▶ [PROBLEM REQUIREMENTS]:
Look through the listing below, find every line with the string "human", and copy it.

▶ [DATA IN THIS EXERCISE]:
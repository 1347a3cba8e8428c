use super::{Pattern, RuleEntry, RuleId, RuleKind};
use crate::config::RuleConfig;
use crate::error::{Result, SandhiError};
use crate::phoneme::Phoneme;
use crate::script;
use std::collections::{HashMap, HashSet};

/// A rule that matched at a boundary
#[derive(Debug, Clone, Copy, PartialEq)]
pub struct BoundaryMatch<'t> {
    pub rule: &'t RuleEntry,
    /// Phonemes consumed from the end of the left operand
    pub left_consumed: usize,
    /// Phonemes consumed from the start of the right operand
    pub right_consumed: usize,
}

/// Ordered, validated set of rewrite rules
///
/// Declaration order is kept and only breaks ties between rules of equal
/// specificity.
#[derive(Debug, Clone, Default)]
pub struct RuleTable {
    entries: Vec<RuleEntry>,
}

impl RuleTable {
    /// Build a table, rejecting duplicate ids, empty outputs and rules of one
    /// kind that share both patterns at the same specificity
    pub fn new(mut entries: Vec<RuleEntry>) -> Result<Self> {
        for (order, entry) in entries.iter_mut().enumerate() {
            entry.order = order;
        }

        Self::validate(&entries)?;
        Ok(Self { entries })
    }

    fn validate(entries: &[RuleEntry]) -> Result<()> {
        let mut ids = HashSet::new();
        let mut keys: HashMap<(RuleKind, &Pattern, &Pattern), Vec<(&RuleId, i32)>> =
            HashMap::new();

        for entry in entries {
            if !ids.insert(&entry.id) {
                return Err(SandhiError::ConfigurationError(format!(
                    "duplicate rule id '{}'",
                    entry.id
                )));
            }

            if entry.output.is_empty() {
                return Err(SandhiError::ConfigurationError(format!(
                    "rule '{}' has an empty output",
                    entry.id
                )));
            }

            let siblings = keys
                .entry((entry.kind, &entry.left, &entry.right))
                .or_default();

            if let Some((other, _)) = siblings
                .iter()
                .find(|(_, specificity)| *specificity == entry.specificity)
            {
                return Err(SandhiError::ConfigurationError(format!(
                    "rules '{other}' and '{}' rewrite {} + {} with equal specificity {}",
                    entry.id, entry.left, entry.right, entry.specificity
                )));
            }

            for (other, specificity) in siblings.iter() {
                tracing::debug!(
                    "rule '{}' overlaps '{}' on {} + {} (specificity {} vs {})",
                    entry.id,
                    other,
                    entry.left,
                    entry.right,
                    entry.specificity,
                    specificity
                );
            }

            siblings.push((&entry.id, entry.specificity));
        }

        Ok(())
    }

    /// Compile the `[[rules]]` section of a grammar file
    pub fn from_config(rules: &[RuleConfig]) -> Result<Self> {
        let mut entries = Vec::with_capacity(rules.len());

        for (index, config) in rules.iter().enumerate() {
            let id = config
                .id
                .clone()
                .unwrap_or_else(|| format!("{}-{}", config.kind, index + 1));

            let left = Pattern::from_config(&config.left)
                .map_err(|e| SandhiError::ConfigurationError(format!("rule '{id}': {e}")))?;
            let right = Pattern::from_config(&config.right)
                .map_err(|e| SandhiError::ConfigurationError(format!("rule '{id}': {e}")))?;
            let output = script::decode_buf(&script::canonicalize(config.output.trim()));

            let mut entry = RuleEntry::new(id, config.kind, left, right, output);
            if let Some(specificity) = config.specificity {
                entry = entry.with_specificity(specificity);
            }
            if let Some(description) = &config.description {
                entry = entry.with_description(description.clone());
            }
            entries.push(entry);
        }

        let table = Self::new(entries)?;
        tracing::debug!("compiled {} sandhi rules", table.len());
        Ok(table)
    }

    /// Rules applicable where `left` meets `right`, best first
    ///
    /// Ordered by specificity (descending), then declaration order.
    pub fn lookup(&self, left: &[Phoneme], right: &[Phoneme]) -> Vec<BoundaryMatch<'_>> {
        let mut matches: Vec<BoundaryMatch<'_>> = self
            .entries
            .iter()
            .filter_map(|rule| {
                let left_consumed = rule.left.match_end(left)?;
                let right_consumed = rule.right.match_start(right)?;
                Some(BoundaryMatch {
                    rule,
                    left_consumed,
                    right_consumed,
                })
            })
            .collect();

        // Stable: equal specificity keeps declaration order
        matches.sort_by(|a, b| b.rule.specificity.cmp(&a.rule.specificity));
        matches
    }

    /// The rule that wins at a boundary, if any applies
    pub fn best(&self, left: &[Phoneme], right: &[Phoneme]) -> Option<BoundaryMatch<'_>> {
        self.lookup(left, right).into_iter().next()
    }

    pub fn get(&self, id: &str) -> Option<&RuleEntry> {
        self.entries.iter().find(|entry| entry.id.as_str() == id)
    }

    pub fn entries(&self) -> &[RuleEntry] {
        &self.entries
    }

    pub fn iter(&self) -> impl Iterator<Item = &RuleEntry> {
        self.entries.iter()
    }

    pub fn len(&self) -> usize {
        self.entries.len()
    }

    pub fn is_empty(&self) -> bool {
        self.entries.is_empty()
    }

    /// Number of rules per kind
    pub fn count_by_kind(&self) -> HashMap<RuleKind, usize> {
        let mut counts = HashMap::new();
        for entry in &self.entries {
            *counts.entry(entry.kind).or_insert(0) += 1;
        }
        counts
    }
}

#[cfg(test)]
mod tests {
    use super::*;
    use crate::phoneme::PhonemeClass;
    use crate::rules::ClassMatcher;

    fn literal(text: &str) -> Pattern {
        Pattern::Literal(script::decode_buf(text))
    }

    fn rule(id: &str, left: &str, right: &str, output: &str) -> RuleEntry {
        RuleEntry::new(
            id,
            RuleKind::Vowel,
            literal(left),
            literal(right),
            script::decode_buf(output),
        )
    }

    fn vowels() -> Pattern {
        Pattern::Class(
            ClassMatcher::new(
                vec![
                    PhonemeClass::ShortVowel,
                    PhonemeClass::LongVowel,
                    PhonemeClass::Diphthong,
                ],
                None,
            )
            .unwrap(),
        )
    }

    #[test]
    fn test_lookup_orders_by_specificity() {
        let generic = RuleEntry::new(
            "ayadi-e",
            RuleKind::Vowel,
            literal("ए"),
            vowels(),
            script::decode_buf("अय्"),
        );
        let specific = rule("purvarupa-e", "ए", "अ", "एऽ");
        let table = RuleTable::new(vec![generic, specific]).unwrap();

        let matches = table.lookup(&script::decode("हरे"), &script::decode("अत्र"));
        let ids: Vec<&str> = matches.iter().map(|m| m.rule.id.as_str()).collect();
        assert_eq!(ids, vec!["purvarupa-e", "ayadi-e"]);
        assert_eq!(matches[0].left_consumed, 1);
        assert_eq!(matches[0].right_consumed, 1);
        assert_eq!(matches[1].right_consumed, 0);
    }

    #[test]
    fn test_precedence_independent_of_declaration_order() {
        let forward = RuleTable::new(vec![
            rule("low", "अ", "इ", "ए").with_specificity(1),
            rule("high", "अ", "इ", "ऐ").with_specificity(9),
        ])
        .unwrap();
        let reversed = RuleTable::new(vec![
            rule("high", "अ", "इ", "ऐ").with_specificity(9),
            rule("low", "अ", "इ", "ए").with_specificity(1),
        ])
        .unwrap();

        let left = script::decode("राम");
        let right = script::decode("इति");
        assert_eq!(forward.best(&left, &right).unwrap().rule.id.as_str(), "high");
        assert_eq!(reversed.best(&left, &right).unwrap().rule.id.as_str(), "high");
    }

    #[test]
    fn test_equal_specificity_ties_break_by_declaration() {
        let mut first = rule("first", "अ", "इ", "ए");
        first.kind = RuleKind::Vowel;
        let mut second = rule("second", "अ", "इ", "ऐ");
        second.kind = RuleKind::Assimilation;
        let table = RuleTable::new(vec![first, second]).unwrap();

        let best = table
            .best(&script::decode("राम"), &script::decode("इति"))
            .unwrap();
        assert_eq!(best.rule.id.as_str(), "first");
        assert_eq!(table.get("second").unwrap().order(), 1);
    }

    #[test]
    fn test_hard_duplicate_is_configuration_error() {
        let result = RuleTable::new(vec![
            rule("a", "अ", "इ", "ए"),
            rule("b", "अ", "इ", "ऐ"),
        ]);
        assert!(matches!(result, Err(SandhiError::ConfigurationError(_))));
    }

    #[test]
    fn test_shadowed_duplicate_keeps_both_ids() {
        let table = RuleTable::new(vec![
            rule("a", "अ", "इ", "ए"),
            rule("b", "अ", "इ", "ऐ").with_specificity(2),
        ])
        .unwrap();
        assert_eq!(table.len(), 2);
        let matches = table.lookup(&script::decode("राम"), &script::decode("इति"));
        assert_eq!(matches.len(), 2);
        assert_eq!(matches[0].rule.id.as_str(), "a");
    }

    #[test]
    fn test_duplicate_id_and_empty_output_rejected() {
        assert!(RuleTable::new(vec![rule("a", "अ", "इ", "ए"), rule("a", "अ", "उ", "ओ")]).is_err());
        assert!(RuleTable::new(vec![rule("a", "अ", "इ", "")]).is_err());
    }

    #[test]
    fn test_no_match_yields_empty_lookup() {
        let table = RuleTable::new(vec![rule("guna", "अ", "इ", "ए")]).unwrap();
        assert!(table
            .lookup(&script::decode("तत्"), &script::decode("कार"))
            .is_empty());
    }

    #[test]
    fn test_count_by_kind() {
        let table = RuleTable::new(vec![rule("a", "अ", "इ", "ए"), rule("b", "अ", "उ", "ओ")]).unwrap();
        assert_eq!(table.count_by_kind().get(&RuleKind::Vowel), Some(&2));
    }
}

* * *

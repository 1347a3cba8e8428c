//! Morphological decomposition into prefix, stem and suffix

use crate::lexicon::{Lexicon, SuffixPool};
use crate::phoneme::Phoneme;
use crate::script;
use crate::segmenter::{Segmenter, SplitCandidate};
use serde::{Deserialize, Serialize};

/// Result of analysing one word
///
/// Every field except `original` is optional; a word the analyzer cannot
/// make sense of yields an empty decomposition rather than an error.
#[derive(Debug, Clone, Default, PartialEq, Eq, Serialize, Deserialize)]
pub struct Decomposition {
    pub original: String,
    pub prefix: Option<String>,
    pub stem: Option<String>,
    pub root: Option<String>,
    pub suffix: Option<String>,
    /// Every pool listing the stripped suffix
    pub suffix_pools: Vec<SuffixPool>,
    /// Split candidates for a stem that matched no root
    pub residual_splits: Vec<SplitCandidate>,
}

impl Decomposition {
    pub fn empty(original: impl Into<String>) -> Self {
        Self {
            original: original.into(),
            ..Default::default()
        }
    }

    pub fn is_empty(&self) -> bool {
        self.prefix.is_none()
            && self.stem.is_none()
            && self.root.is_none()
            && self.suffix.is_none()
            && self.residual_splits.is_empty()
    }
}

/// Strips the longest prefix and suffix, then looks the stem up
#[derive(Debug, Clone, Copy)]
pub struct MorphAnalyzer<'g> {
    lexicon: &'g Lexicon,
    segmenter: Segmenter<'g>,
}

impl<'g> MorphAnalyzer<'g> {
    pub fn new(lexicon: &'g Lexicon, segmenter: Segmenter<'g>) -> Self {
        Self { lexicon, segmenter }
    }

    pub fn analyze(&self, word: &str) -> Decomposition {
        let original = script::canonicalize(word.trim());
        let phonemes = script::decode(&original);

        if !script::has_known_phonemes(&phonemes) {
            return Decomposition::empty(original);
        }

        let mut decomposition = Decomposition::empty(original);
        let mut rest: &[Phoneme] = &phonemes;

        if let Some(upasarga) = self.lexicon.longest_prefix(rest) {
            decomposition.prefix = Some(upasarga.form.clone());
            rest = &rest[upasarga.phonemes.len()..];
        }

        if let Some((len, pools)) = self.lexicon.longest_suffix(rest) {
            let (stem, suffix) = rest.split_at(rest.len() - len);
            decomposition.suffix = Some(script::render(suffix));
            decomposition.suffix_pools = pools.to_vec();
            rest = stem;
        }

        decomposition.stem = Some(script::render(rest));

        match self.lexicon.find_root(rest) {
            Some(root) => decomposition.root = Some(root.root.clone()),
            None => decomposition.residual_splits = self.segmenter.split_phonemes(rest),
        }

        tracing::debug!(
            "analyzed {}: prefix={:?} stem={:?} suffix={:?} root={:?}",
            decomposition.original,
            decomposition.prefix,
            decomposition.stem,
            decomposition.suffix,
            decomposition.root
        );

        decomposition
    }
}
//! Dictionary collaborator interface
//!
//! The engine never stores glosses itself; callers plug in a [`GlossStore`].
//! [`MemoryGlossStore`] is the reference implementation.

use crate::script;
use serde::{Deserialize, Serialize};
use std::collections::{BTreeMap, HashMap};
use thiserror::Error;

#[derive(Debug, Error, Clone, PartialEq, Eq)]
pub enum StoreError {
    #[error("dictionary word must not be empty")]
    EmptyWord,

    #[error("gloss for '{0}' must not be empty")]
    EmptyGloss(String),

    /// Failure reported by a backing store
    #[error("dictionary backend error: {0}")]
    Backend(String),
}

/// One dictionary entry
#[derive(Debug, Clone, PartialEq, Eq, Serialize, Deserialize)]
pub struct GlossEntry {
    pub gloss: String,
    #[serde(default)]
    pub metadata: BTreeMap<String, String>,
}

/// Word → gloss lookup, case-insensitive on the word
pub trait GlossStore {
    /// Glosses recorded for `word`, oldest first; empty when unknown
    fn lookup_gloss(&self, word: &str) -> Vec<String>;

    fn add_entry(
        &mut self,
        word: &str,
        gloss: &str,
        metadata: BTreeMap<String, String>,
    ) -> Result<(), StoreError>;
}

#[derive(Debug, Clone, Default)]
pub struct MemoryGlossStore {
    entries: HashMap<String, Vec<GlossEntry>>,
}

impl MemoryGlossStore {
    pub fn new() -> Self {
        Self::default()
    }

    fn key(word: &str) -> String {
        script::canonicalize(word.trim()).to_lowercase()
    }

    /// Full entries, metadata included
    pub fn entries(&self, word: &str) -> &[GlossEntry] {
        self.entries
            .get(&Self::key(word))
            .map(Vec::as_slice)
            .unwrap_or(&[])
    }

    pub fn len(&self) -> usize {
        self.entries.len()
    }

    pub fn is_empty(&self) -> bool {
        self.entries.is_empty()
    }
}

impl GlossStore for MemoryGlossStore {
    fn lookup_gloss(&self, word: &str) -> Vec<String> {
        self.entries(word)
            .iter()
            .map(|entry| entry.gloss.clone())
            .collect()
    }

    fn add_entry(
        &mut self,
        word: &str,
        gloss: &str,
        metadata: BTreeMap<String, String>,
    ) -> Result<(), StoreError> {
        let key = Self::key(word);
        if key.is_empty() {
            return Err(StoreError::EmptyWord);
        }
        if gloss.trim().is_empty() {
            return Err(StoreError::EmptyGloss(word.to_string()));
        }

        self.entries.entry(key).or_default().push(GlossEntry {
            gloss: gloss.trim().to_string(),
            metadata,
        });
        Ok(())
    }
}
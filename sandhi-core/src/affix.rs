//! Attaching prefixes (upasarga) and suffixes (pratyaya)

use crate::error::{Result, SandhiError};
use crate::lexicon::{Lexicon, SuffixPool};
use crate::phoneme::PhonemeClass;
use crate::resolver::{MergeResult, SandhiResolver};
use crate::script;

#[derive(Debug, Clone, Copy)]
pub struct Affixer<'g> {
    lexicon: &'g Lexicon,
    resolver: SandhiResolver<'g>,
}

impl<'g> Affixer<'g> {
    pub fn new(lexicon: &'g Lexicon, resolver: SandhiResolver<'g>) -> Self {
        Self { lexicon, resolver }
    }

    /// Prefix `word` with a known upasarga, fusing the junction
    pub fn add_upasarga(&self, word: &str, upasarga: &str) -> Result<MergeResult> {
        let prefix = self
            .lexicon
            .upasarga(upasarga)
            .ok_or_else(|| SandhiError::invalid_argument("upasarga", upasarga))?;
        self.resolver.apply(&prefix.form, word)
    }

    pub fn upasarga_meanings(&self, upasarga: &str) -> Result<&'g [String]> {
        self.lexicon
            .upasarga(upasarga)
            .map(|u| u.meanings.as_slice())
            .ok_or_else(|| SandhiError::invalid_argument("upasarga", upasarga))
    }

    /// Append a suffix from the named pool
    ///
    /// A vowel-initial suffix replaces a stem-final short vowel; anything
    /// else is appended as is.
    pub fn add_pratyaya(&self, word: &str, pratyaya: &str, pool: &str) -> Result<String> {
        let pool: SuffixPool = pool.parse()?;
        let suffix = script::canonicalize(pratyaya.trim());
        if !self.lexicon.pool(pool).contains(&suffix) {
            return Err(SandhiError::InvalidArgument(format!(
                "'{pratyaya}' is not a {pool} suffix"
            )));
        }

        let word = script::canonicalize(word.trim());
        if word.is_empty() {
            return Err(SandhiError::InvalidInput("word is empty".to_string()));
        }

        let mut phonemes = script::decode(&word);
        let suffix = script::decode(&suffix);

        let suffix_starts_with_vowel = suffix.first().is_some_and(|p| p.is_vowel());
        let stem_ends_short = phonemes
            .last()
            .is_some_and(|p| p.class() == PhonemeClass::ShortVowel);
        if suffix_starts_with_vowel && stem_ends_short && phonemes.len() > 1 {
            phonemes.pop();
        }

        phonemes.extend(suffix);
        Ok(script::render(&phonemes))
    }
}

...

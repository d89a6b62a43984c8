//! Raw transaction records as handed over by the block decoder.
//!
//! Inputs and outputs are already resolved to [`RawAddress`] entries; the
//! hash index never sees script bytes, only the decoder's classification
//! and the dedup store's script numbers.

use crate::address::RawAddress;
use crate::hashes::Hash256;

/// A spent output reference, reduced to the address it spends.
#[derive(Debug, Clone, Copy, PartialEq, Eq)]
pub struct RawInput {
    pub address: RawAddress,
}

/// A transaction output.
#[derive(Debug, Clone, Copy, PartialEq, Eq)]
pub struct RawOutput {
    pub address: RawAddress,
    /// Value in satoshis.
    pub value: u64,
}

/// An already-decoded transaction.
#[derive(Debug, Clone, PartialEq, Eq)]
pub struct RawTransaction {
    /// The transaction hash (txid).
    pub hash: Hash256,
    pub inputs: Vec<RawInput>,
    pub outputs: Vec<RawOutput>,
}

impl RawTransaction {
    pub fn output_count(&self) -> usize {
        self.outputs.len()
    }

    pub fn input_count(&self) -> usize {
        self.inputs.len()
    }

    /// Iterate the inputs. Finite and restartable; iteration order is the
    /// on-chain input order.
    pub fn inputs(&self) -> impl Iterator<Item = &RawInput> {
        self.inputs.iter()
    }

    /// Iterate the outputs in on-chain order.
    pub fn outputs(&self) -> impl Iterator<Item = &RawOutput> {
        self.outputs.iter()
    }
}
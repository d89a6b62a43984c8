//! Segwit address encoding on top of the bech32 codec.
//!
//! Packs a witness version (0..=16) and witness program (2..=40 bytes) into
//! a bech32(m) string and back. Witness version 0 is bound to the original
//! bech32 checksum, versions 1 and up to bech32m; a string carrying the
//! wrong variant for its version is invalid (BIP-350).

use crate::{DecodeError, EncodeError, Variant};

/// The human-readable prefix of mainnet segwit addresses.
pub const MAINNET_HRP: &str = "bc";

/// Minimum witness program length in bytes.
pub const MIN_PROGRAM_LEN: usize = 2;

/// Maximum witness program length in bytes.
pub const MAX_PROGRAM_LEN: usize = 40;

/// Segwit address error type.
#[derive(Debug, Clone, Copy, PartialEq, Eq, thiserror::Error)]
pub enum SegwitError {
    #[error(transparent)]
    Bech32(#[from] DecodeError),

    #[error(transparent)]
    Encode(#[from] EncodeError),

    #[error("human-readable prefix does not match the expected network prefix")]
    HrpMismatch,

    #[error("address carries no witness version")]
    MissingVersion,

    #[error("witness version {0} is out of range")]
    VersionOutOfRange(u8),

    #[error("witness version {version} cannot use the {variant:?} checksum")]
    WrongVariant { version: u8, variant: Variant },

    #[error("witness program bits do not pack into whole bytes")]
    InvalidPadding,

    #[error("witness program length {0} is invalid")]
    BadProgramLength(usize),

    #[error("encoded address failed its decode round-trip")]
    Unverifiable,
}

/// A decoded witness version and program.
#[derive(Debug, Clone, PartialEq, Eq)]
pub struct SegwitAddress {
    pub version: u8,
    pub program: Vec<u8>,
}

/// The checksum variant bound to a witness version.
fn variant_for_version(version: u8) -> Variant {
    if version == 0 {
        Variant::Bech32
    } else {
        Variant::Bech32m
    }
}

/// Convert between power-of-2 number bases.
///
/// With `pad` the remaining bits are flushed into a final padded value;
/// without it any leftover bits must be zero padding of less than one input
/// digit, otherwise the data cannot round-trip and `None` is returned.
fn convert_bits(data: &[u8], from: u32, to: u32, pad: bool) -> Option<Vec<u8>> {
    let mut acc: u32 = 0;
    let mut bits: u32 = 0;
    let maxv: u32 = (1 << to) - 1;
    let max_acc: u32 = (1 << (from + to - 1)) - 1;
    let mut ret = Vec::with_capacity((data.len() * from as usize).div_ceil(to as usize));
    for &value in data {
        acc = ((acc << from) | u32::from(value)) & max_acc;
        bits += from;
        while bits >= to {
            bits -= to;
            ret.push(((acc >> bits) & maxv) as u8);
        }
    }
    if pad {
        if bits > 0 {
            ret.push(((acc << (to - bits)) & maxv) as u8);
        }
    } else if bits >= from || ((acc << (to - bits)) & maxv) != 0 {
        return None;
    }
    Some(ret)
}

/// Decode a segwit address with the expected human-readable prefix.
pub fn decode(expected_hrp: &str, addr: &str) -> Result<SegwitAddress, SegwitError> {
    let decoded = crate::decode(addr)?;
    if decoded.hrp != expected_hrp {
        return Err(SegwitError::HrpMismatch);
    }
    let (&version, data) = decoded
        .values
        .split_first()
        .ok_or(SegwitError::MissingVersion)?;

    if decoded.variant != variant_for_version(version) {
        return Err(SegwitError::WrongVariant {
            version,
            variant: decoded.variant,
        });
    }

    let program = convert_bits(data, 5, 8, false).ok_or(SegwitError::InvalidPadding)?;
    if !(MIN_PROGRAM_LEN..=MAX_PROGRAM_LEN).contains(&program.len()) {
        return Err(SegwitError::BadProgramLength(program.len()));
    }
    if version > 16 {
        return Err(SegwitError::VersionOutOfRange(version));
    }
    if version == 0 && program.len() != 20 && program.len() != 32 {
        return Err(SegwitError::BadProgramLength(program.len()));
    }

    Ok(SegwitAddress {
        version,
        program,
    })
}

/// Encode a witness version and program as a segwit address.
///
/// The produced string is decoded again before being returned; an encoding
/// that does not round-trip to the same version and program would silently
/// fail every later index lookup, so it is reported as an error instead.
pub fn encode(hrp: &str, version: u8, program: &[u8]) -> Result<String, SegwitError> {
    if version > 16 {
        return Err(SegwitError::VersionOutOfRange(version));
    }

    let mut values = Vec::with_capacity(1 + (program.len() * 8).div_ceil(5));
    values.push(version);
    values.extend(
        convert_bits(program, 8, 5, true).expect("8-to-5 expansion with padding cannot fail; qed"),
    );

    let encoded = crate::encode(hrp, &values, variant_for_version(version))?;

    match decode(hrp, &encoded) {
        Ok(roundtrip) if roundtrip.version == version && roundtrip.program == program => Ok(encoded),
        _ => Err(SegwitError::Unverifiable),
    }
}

▶ [ANSWER BOX]:
/// The human-readable prefix of mainnet segwit addresses.
    #[error("human-readable prefix does not match the expected network prefix")]
/// Decode a segwit address with the expected human-readable prefix.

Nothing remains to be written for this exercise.